Task >> For this exercise, report every line of the material that includes "environment".

● ● ● ● ●

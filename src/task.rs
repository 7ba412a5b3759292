// src/task.rs

//! Resolved task descriptors and run outcomes.

use std::path::{Path, PathBuf};

use crate::config::model::{DefaultSection, TaskConfig};
use crate::install::resolve_under;
use crate::journal::JOURNAL_FILE_NAME;

/// A fully resolved task: every path absolute, fixed for the process
/// lifetime. Constructed once at startup from the installation root plus the
/// deploy-time config entry; nothing in here comes from the ambient
/// environment.
#[derive(Debug, Clone)]
pub struct TaskDescriptor {
    /// Config key, e.g. `"monitor"`.
    pub name: String,

    /// Human-readable label used in the log marker lines, e.g. `"Monitor"`.
    pub label: String,

    pub interpreter: PathBuf,
    pub script: PathBuf,

    /// Append-only task log receiving the framed combined output.
    pub log_path: PathBuf,

    /// Shared structured run journal.
    pub journal_path: PathBuf,

    /// Fixed `PATH` value handed to the child process.
    pub search_path: String,

    /// Working directory for the child process (the installation root, so
    /// scripts using relative data paths behave the same under any caller).
    pub work_dir: PathBuf,
}

impl TaskDescriptor {
    /// Resolve a config entry against the installation root.
    pub fn resolve(
        root: &Path,
        name: &str,
        task: &TaskConfig,
        defaults: &DefaultSection,
    ) -> Self {
        let log_rel = task.effective_log(name, defaults);

        Self {
            name: name.to_string(),
            label: task.label.clone(),
            interpreter: resolve_under(root, &task.interpreter),
            script: resolve_under(root, &task.script),
            log_path: resolve_under(root, &log_rel),
            journal_path: resolve_under(root, &defaults.log_dir.join(JOURNAL_FILE_NAME)),
            search_path: defaults.search_path.clone(),
            work_dir: root.to_path_buf(),
        }
    }
}

/// Result of a task process.
#[derive(Debug, Clone, Copy, PartialEq, Eq)]
pub enum TaskOutcome {
    Success,
    Failed(i32), // exit code
}

impl TaskOutcome {
    /// Process exit status the runner itself should terminate with.
    ///
    /// A child killed by a signal has no exit code (the executor records -1
    /// for it); that maps to 1 since negative values are not valid statuses.
    pub fn exit_code(self) -> i32 {
        match self {
            TaskOutcome::Success => 0,
            TaskOutcome::Failed(code) if code > 0 => code,
            TaskOutcome::Failed(_) => 1,
        }
    }
}
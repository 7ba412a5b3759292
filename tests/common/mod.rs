use std::fs;
use std::io;
use std::path::{Path, PathBuf};

use cronwrap::task::TaskDescriptor;

/// Build a descriptor running `/bin/sh` on a script written into `dir`,
/// logging under `dir/logs/`.
pub fn sh_descriptor(
    dir: &Path,
    name: &str,
    label: &str,
    body: &str,
) -> io::Result<TaskDescriptor> {
    let script = dir.join(format!("{name}.sh"));
    fs::write(&script, body)?;

    Ok(TaskDescriptor {
        name: name.to_string(),
        label: label.to_string(),
        interpreter: PathBuf::from("/bin/sh"),
        script,
        log_path: dir.join("logs").join(format!("{name}.log")),
        journal_path: dir.join("logs").join("runs.jsonl"),
        search_path: "/usr/bin:/bin".to_string(),
        work_dir: dir.to_path_buf(),
    })
}
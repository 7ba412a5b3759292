// src/config/mod.rs

//! Deploy-time configuration: `Cronwrap.toml` parsing, built-in defaults,
//! and validation.
//!
//! The config file lives beside the executable and is the only place task
//! descriptors come from. There is deliberately no flag or environment
//! variable to point elsewhere; the task table is a deploy-time constant.

pub mod loader;
pub mod model;
pub mod validate;

pub use loader::{load_and_validate, load_for_root};
pub use model::{ConfigFile, DefaultSection, TaskConfig};
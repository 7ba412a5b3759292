// src/errors.rs

//! Crate-wide error taxonomy.
//!
//! Setup problems (bad config, missing executables, unwritable log) are all
//! fatal to the invocation and exit with a fixed code. A task process exiting
//! non-zero is *not* an error here; it is a [`crate::task::TaskOutcome`] that
//! carries the exit code the runner propagates.

use std::path::PathBuf;

use thiserror::Error;

#[derive(Error, Debug)]
pub enum CronwrapError {
    #[error("configuration error: {0}")]
    Config(String),

    #[error("task not found: {0}")]
    TaskNotFound(String),

    #[error("interpreter not found at {0}")]
    MissingInterpreter(PathBuf),

    #[error("script not found at {0}")]
    MissingScript(PathBuf),

    #[error("log file not writable at {path}")]
    LogUnwritable {
        path: PathBuf,
        #[source]
        source: std::io::Error,
    },

    #[error("IO error: {0}")]
    Io(#[from] std::io::Error),

    #[error("TOML parsing error: {0}")]
    Toml(#[from] toml::de::Error),

    #[error("JSON encoding error: {0}")]
    Json(#[from] serde_json::Error),

    #[error(transparent)]
    Other(#[from] anyhow::Error),
}

pub use anyhow::Error;
pub type Result<T> = std::result::Result<T, CronwrapError>;
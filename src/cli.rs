// src/cli.rs

//! CLI argument parsing using `clap`.
//!
//! NOTE: this expects `clap` to be built with the `derive` feature, e.g.:
//! `clap = { version = "4.5.53", features = ["derive"] }` in `Cargo.toml`.

use std::path::Path;

use clap::{Parser, ValueEnum};

/// Command-line arguments for `cronwrap`.
#[derive(Debug, Clone, Parser)]
#[command(
    name = "cronwrap",
    version,
    about = "Run a configured script under a fixed environment, logging its output between timestamp markers.",
    long_about = None
)]
pub struct CliArgs {
    /// Name of the task to run, as configured in `Cronwrap.toml`.
    ///
    /// May be omitted when the program (or a symlink to it) is named after a
    /// task, e.g. `run-monitor`, or when exactly one task is configured.
    #[arg(value_name = "TASK")]
    pub task: Option<String>,

    /// Print configured tasks with their resolved paths, then exit.
    #[arg(long)]
    pub list: bool,

    /// Resolve the task and print its descriptor, but don't execute anything.
    #[arg(long)]
    pub dry_run: bool,

    /// Logging level for diagnostics on stderr (error, warn, info, debug, trace).
    ///
    /// If omitted, `CRONWRAP_LOG` or a default level will be used.
    #[arg(long, value_enum, value_name = "LEVEL")]
    pub log_level: Option<LogLevel>,
}

/// Log level as exposed on the CLI.
#[derive(Debug, Copy, Clone, ValueEnum)]
pub enum LogLevel {
    Error,
    Warn,
    Info,
    Debug,
    Trace,
}

/// Convenience wrapper around `CliArgs::parse()`.
pub fn parse() -> CliArgs {
    CliArgs::parse()
}

/// Task name implied by the program's own invocation name.
///
/// A `run-monitor` (or `run_monitor`) symlink to the `cronwrap` binary runs
/// the `monitor` task with no arguments, so a scheduler entry can stay a bare
/// executable path. Uses `argv[0]` rather than `current_exe()` because the
/// latter resolves symlinks and would lose the invocation name.
pub fn task_from_program_name() -> Option<String> {
    let arg0 = std::env::args_os().next()?;
    let stem = Path::new(&arg0).file_stem()?.to_str()?;
    let name = stem
        .strip_prefix("run-")
        .or_else(|| stem.strip_prefix("run_"))
        .unwrap_or(stem);

    if name.is_empty() || name == "cronwrap" {
        None
    } else {
        Some(name.to_string())
    }
}
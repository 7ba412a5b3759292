// src/exec/mod.rs

//! Process execution layer.
//!
//! Runs the resolved interpreter + script as a child process with a cleared,
//! explicit environment, redirecting its combined output into the task log
//! between the start/end markers, using `tokio::process::Command`.

pub mod command;

pub use command::run_task;
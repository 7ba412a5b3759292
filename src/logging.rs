// src/logging.rs

//! Logging setup for `cronwrap` using `tracing` + `tracing-subscriber`.
//!
//! Priority for determining the log level:
//! 1. `--log-level` CLI flag (if provided)
//! 2. `CRONWRAP_LOG` environment variable (e.g. "info", "debug")
//! 3. default to `info`
//!
//! Diagnostics go to STDERR. They never touch the task log file, whose
//! contents are exactly the framed output of the invoked script.

use anyhow::Result;
use tracing_subscriber::fmt;

use crate::cli::LogLevel;

/// Initialise global logging subscriber.
///
/// Safe to call once at startup.
pub fn init_logging(cli_level: Option<LogLevel>) -> Result<()> {
    let level = match cli_level {
        Some(lvl) => level_from_log_level(lvl),
        None => std::env::var("CRONWRAP_LOG")
            .ok()
            .and_then(|s| parse_level_str(&s))
            .unwrap_or(tracing::Level::INFO),
    };

    // Send logs to stderr; stdout stays free for --list / --dry-run output.
    fmt()
        .with_max_level(level)
        .with_target(true)
        .with_thread_ids(false)
        .with_thread_names(false)
        .with_writer(std::io::stderr)
        .init();

    Ok(())
}

fn level_from_log_level(lvl: LogLevel) -> tracing::Level {
    match lvl {
        LogLevel::Error => tracing::Level::ERROR,
        LogLevel::Warn => tracing::Level::WARN,
        LogLevel::Info => tracing::Level::INFO,
        LogLevel::Debug => tracing::Level::DEBUG,
        LogLevel::Trace => tracing::Level::TRACE,
    }
}

fn parse_level_str(s: &str) -> Option<tracing::Level> {
    match s.trim().to_lowercase().as_str() {
        "error" => Some(tracing::Level::ERROR),
        "warn" | "warning" => Some(tracing::Level::WARN),
        "info" => Some(tracing::Level::INFO),
        "debug" => Some(tracing::Level::DEBUG),
        "trace" => Some(tracing::Level::TRACE),
        _ => None,
    }
}
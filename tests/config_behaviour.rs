use std::error::Error;
use std::fs;
use std::path::{Path, PathBuf};

use cronwrap::config::loader::{CONFIG_FILE_NAME, load_for_root};
use cronwrap::config::model::{ConfigFile, DEFAULT_SEARCH_PATH};
use cronwrap::errors::CronwrapError;
use cronwrap::resolve_descriptor;
use tempfile::TempDir;

type TestResult = Result<(), Box<dyn Error>>;

#[test]
fn config_file_drives_task_table() -> TestResult {
    let dir = TempDir::new()?;
    fs::write(
        dir.path().join(CONFIG_FILE_NAME),
        r#"
[default]
search_path = "/usr/bin:/bin"
log_dir = "var/log"

[task.monitor]
label = "Monitor"
interpreter = "venv/bin/python3"
script = "monitor.py"

[task.reporter]
label = "Reporter"
interpreter = "venv/bin/python3"
script = "reporter.py"
log = "var/log/custom-reporter.log"
"#,
    )?;

    let cfg = load_for_root(dir.path())?;
    assert_eq!(cfg.default.search_path, "/usr/bin:/bin");
    assert_eq!(cfg.task.len(), 2);

    let monitor = resolve_descriptor(dir.path(), &cfg, "monitor")?;
    assert_eq!(monitor.label, "Monitor");
    assert_eq!(monitor.log_path, dir.path().join("var/log/monitor.log"));
    assert_eq!(monitor.search_path, "/usr/bin:/bin");

    let reporter = resolve_descriptor(dir.path(), &cfg, "reporter")?;
    assert_eq!(
        reporter.log_path,
        dir.path().join("var/log/custom-reporter.log")
    );

    Ok(())
}

#[test]
fn absent_config_file_falls_back_to_builtin_tasks() -> TestResult {
    let dir = TempDir::new()?;
    let cfg = load_for_root(dir.path())?;

    assert_eq!(cfg.default.search_path, DEFAULT_SEARCH_PATH);
    assert!(cfg.task.contains_key("monitor"));
    assert!(cfg.task.contains_key("reporter"));
    assert_eq!(cfg.task["monitor"].label, "Monitor");
    assert_eq!(cfg.task["monitor"].script, PathBuf::from("monitor.py"));
    assert_eq!(cfg.task["reporter"].label, "Reporter");

    Ok(())
}

#[test]
fn empty_task_table_is_rejected() -> TestResult {
    let dir = TempDir::new()?;
    fs::write(dir.path().join(CONFIG_FILE_NAME), "[default]\n")?;

    let err = load_for_root(dir.path()).unwrap_err();
    assert!(matches!(err, CronwrapError::Config(_)));

    Ok(())
}

#[test]
fn empty_label_is_rejected() -> TestResult {
    let dir = TempDir::new()?;
    fs::write(
        dir.path().join(CONFIG_FILE_NAME),
        "[task.monitor]\nlabel = \"\"\ninterpreter = \"venv/bin/python3\"\nscript = \"monitor.py\"\n",
    )?;

    let err = load_for_root(dir.path()).unwrap_err();
    assert!(matches!(err, CronwrapError::Config(_)));

    Ok(())
}

#[test]
fn malformed_toml_is_a_parse_error() -> TestResult {
    let dir = TempDir::new()?;
    fs::write(dir.path().join(CONFIG_FILE_NAME), "not = [toml\n")?;

    let err = load_for_root(dir.path()).unwrap_err();
    assert!(matches!(err, CronwrapError::Toml(_)));

    Ok(())
}

#[test]
fn unknown_task_lookup_fails() -> TestResult {
    let cfg = ConfigFile::builtin();
    let err = resolve_descriptor(Path::new("/opt/cronwrap"), &cfg, "backup").unwrap_err();
    assert!(matches!(err, CronwrapError::TaskNotFound(_)));

    Ok(())
}

#[test]
fn resolution_is_rooted_not_cwd_relative() -> TestResult {
    let cfg = ConfigFile::builtin();
    let root = Path::new("/opt/cronwrap");

    let desc = resolve_descriptor(root, &cfg, "monitor")?;
    assert!(desc.interpreter.is_absolute());
    assert!(desc.script.is_absolute());
    assert!(desc.log_path.is_absolute());
    assert_eq!(
        desc.interpreter,
        PathBuf::from("/opt/cronwrap/venv/bin/python3")
    );
    assert_eq!(desc.script, PathBuf::from("/opt/cronwrap/monitor.py"));
    assert_eq!(desc.log_path, PathBuf::from("/opt/cronwrap/logs/monitor.log"));
    assert_eq!(
        desc.journal_path,
        PathBuf::from("/opt/cronwrap/logs/runs.jsonl")
    );
    assert_eq!(desc.work_dir, root);

    Ok(())
}

#[test]
fn absolute_config_paths_are_kept_as_is() -> TestResult {
    let dir = TempDir::new()?;
    fs::write(
        dir.path().join(CONFIG_FILE_NAME),
        r#"
[task.monitor]
label = "Monitor"
interpreter = "/usr/bin/python3"
script = "/srv/jobs/monitor.py"
log = "/var/log/monitor.log"
"#,
    )?;

    let cfg = load_for_root(dir.path())?;
    let desc = resolve_descriptor(dir.path(), &cfg, "monitor")?;
    assert_eq!(desc.interpreter, PathBuf::from("/usr/bin/python3"));
    assert_eq!(desc.script, PathBuf::from("/srv/jobs/monitor.py"));
    assert_eq!(desc.log_path, PathBuf::from("/var/log/monitor.log"));

    Ok(())
}
// src/journal.rs

//! Structured run journal.
//!
//! One JSON object per line in `<log_dir>/runs.jsonl`. The textual task log
//! stays the primary human-readable artifact; these records make run status
//! explicit instead of leaving "missing end marker" as the only failure
//! signal. Each invocation appends a `started` record before the subprocess
//! launches and a `finished` record when it completes, including failed
//! completions, which the textual log deliberately leaves unterminated.
//!
//! Run ids are ULIDs: sortable by creation time, and safe to generate from
//! concurrent invocations without coordination.

use std::fs::{self, File, OpenOptions};
use std::io::Write;
use std::path::{Path, PathBuf};

use chrono::{DateTime, Utc};
use serde::{Deserialize, Serialize};
use tracing::debug;
use ulid::Ulid;

use crate::errors::{CronwrapError, Result};
use crate::task::TaskOutcome;

/// Journal file name under the configured log directory.
pub const JOURNAL_FILE_NAME: &str = "runs.jsonl";

/// Classification of a finished run.
#[derive(Debug, Clone, Copy, PartialEq, Eq, Serialize, Deserialize)]
#[serde(rename_all = "SCREAMING_SNAKE_CASE")]
pub enum RunStatus {
    Success,
    Failure,
}

/// Lifecycle point a record describes.
#[derive(Debug, Clone, Copy, PartialEq, Eq, Serialize, Deserialize)]
#[serde(rename_all = "snake_case")]
pub enum RunEvent {
    Started,
    Finished,
}

/// A single journal line.
///
/// `started` records carry no status or exit code. `finished` records carry
/// both; a run whose `started` record has no matching `finished` record died
/// mid-flight (crash or external kill), same signal as the open-ended text
/// log block.
#[derive(Debug, Clone, Serialize, Deserialize)]
pub struct RunRecord {
    pub run_id: Ulid,
    pub task: String,
    pub event: RunEvent,
    pub started_at: DateTime<Utc>,

    #[serde(default, skip_serializing_if = "Option::is_none")]
    pub finished_at: Option<DateTime<Utc>>,

    #[serde(default, skip_serializing_if = "Option::is_none")]
    pub status: Option<RunStatus>,

    #[serde(default, skip_serializing_if = "Option::is_none")]
    pub exit_code: Option<i32>,
}

/// Append handle to the journal, scoped to one invocation.
#[derive(Debug)]
pub struct Journal {
    path: PathBuf,
    file: File,
    run_id: Ulid,
    task: String,
    started_at: DateTime<Utc>,
}

impl Journal {
    /// Open the journal in append mode, creating it (and its parent
    /// directory) if absent, and mint a fresh run id. Nothing is written
    /// until [`Journal::record_started`].
    pub fn open(path: &Path, task: &str) -> Result<Self> {
        if let Some(parent) = path.parent() {
            if !parent.as_os_str().is_empty() {
                fs::create_dir_all(parent).map_err(|source| CronwrapError::LogUnwritable {
                    path: path.to_path_buf(),
                    source,
                })?;
            }
        }

        let file = OpenOptions::new()
            .create(true)
            .append(true)
            .open(path)
            .map_err(|source| CronwrapError::LogUnwritable {
                path: path.to_path_buf(),
                source,
            })?;

        Ok(Self {
            path: path.to_path_buf(),
            file,
            run_id: Ulid::new(),
            task: task.to_string(),
            started_at: Utc::now(),
        })
    }

    pub fn run_id(&self) -> Ulid {
        self.run_id
    }

    /// Append the `started` record, flushed before the caller spawns the
    /// subprocess.
    pub fn record_started(&mut self) -> Result<()> {
        self.started_at = Utc::now();
        let record = RunRecord {
            run_id: self.run_id,
            task: self.task.clone(),
            event: RunEvent::Started,
            started_at: self.started_at,
            finished_at: None,
            status: None,
            exit_code: None,
        };
        self.append(&record)
    }

    /// Append the terminal record for the run.
    pub fn record_finished(&mut self, outcome: TaskOutcome) -> Result<()> {
        let (status, exit_code) = match outcome {
            TaskOutcome::Success => (RunStatus::Success, 0),
            TaskOutcome::Failed(code) => (RunStatus::Failure, code),
        };

        let record = RunRecord {
            run_id: self.run_id,
            task: self.task.clone(),
            event: RunEvent::Finished,
            started_at: self.started_at,
            finished_at: Some(Utc::now()),
            status: Some(status),
            exit_code: Some(exit_code),
        };
        self.append(&record)
    }

    fn append(&mut self, record: &RunRecord) -> Result<()> {
        // One line per record keeps concurrent appends from different
        // invocations intact at line granularity.
        let line = serde_json::to_string(record)?;
        writeln!(self.file, "{line}")?;
        self.file.flush()?;

        debug!(
            journal = %self.path.display(),
            run_id = %record.run_id,
            event = ?record.event,
            "journal record written"
        );
        Ok(())
    }
}
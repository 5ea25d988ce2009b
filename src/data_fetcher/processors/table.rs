//! Tabular result type shared by every endpoint.

use std::collections::BTreeSet;

use serde_json::{Map, Value};

use super::columns::ColumnSpec;
use super::flatten::{extract_path, flatten_record};

/// An ordered result set with a uniform schema.
///
/// Every row carries exactly one value per column, in column order. Cells
/// are raw JSON values; lists the API chooses not to break up (goal type
/// codes, plus/minus player ids) ride along unchanged.
#[derive(Debug, Clone, PartialEq)]
pub struct StatsTable {
    columns: Vec<String>,
    rows: Vec<Vec<Value>>,
}

impl StatsTable {
    /// Builds a table with the given schema and no rows.
    pub fn empty(columns: &[&str]) -> Self {
        StatsTable {
            columns: columns.iter().map(|c| c.to_string()).collect(),
            rows: Vec::new(),
        }
    }

    /// Projects records through a fixed column table.
    ///
    /// The schema is the table's column names in table order; missing source
    /// paths project to null.
    pub fn project(records: &[Value], columns: &[ColumnSpec]) -> Self {
        let schema = columns.iter().map(|c| c.name.to_string()).collect();
        let rows = records
            .iter()
            .map(|record| {
                columns
                    .iter()
                    .map(|c| extract_path(record, c.source))
                    .collect()
            })
            .collect();
        StatsTable {
            columns: schema,
            rows,
        }
    }

    /// Builds a table over a fixed projection's schema from records that
    /// have already been projected (and possibly post-processed, such as
    /// team id stripping).
    pub fn from_projected(columns: &[ColumnSpec], records: &[Map<String, Value>]) -> Self {
        let schema: Vec<String> = columns.iter().map(|c| c.name.to_string()).collect();
        let rows = records
            .iter()
            .map(|record| {
                schema
                    .iter()
                    .map(|name| record.get(name).cloned().unwrap_or(Value::Null))
                    .collect()
            })
            .collect();
        StatsTable {
            columns: schema,
            rows,
        }
    }

    /// Builds a table by recursively flattening each record, for endpoints
    /// whose payloads have no documented projection.
    pub fn from_flattened(records: &[Value]) -> Self {
        let flat = records
            .iter()
            .map(|record| match record.as_object() {
                Some(map) => flatten_record(map),
                None => Map::new(),
            })
            .collect();
        StatsTable::from_records(flat)
    }

    /// Builds a table from flat records.
    ///
    /// The schema is the union of every record's keys in sorted order, and
    /// rows fill keys a record lacks with null. Record order is preserved.
    pub fn from_records(records: Vec<Map<String, Value>>) -> Self {
        let mut keys = BTreeSet::new();
        for record in &records {
            for key in record.keys() {
                keys.insert(key.clone());
            }
        }
        let columns: Vec<String> = keys.into_iter().collect();
        let rows = records
            .into_iter()
            .map(|record| {
                columns
                    .iter()
                    .map(|key| record.get(key).cloned().unwrap_or(Value::Null))
                    .collect()
            })
            .collect();
        StatsTable { columns, rows }
    }

    pub fn columns(&self) -> &[String] {
        &self.columns
    }

    pub fn rows(&self) -> &[Vec<Value>] {
        &self.rows
    }

    /// Number of rows in the table.
    pub fn len(&self) -> usize {
        self.rows.len()
    }

    pub fn is_empty(&self) -> bool {
        self.rows.is_empty()
    }

    pub fn column_index(&self, name: &str) -> Option<usize> {
        self.columns.iter().position(|c| c == name)
    }

    /// Cell lookup by row index and column name.
    pub fn cell(&self, row: usize, column: &str) -> Option<&Value> {
        let index = self.column_index(column)?;
        self.rows.get(row)?.get(index)
    }

    /// Converts the table to a JSON array of record objects.
    pub fn to_json(&self) -> Value {
        let records = self
            .rows
            .iter()
            .map(|row| {
                let mut record = Map::with_capacity(self.columns.len());
                for (column, value) in self.columns.iter().zip(row) {
                    record.insert(column.clone(), value.clone());
                }
                Value::Object(record)
            })
            .collect();
        Value::Array(records)
    }

    /// Pretty-printed JSON rendering of [`StatsTable::to_json`].
    pub fn to_json_string_pretty(&self) -> String {
        format!("{:#}", self.to_json())
    }

    /// Renders the table as CSV with a header row.
    ///
    /// Null cells are empty, strings are written verbatim, and structured
    /// cells are embedded as compact JSON. Fields containing the separator,
    /// quotes or newlines are quoted with doubled-quote escaping.
    pub fn to_csv(&self) -> String {
        let mut out = String::new();
        write_csv_row(&mut out, self.columns.iter().map(|c| c.to_string()));
        for row in &self.rows {
            write_csv_row(&mut out, row.iter().map(csv_cell));
        }
        out
    }
}

fn csv_cell(value: &Value) -> String {
    match value {
        Value::Null => String::new(),
        Value::String(s) => s.clone(),
        other => other.to_string(),
    }
}

fn needs_quotes(field: &str) -> bool {
    field.contains(',') || field.contains('"') || field.contains('\n') || field.contains('\r')
}

fn write_csv_row<I: Iterator<Item = String>>(out: &mut String, cells: I) {
    let mut first = true;
    for cell in cells {
        if !first {
            out.push(',');
        } else {
            first = false;
        }
        if needs_quotes(&cell) {
            out.push('"');
            out.push_str(&cell.replace('"', "\"\""));
            out.push('"');
        } else {
            out.push_str(&cell);
        }
    }
    out.push('\n');
}

#[cfg(test)]
mod tests {
    use super::*;
    use serde_json::json;

    const TEST_COLUMNS: &[ColumnSpec] = &[
        ColumnSpec {
            source: "playerId",
            name: "playerId",
        },
        ColumnSpec {
            source: "team.id",
            name: "teamId",
        },
        ColumnSpec {
            source: "goals",
            name: "goals",
        },
    ];

    #[test]
    fn test_project_keeps_table_order_and_fills_nulls() {
        let records = vec![
            json!({ "playerId": 1, "team": { "id": "hifk" }, "goals": 5 }),
            json!({ "playerId": 2 }),
        ];
        let table = StatsTable::project(&records, TEST_COLUMNS);

        assert_eq!(table.columns(), ["playerId", "teamId", "goals"]);
        assert_eq!(table.len(), 2);
        assert_eq!(table.cell(0, "teamId"), Some(&json!("hifk")));
        assert_eq!(table.cell(1, "teamId"), Some(&Value::Null));
        assert_eq!(table.cell(1, "goals"), Some(&Value::Null));
    }

    #[test]
    fn test_from_records_unions_keys_in_sorted_order() {
        let first = json!({ "b": 1, "a": 2 });
        let second = json!({ "c": 3 });
        let table = StatsTable::from_records(vec![
            first.as_object().unwrap().clone(),
            second.as_object().unwrap().clone(),
        ]);

        assert_eq!(table.columns(), ["a", "b", "c"]);
        assert_eq!(table.rows()[0], vec![json!(2), json!(1), Value::Null]);
        assert_eq!(table.rows()[1], vec![Value::Null, Value::Null, json!(3)]);
    }

    #[test]
    fn test_from_projected_keeps_schema_and_overrides() {
        let record = json!({ "playerId": 1, "team": { "id": "hifk:2024" }, "goals": 5 });
        let mut projected = crate::data_fetcher::processors::parse_record(&record, TEST_COLUMNS);
        projected.insert("teamId".to_string(), json!("hifk"));

        let table = StatsTable::from_projected(TEST_COLUMNS, &[projected]);
        assert_eq!(table.columns(), ["playerId", "teamId", "goals"]);
        assert_eq!(table.cell(0, "teamId"), Some(&json!("hifk")));
    }

    #[test]
    fn test_from_flattened_joins_nested_keys() {
        let records = vec![json!({ "id": 1, "iceRink": { "id": 9 } })];
        let table = StatsTable::from_flattened(&records);
        assert_eq!(table.columns(), ["iceRinkId", "id"]);
        assert_eq!(table.cell(0, "iceRinkId"), Some(&json!(9)));
        assert_eq!(table.cell(0, "id"), Some(&json!(1)));
    }

    #[test]
    fn test_empty_table() {
        let table = StatsTable::empty(&["season"]);
        assert!(table.is_empty());
        assert_eq!(table.columns(), ["season"]);
        assert_eq!(table.to_csv(), "season\n");
        assert_eq!(table.to_json(), json!([]));
    }

    #[test]
    fn test_to_json_produces_record_objects() {
        let records = vec![json!({ "playerId": 7, "team": { "id": "tps" }, "goals": 2 })];
        let table = StatsTable::project(&records, TEST_COLUMNS);
        assert_eq!(
            table.to_json(),
            json!([{ "playerId": 7, "teamId": "tps", "goals": 2 }])
        );
    }

    #[test]
    fn test_to_csv_escapes_and_serializes_cells() {
        let record = json!({
            "playerId": 9,
            "team": { "id": "saipa, lappeenranta" },
            "goals": ["YV", "TM"]
        });
        let table = StatsTable::project(&[record], TEST_COLUMNS);
        let csv = table.to_csv();
        let mut lines = csv.lines();

        assert_eq!(lines.next(), Some("playerId,teamId,goals"));
        // Comma forces quoting; the array cell is embedded as JSON with its
        // quotes doubled.
        assert_eq!(
            lines.next(),
            Some(r#"9,"saipa, lappeenranta","[""YV"",""TM""]""#)
        );
    }

    #[test]
    fn test_to_csv_null_cells_are_empty() {
        let table = StatsTable::project(&[json!({ "playerId": 3 })], TEST_COLUMNS);
        assert_eq!(table.to_csv().lines().nth(1), Some("3,,"));
    }

    #[test]
    fn test_cell_out_of_range() {
        let table = StatsTable::project(&[json!({ "playerId": 3 })], TEST_COLUMNS);
        assert_eq!(table.cell(5, "playerId"), None);
        assert_eq!(table.cell(0, "missing"), None);
    }
}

● ● ● ● ●

Answer space >>
/// environment.
//! descriptors come from. There is deliberately no flag or environment
    about = "Run a configured script under a fixed environment, logging its output between timestamp markers.",
//! explicit environment, redirecting its combined output into the task log
//! 2. `CRONWRAP_LOG` environment variable (e.g. "info", "debug")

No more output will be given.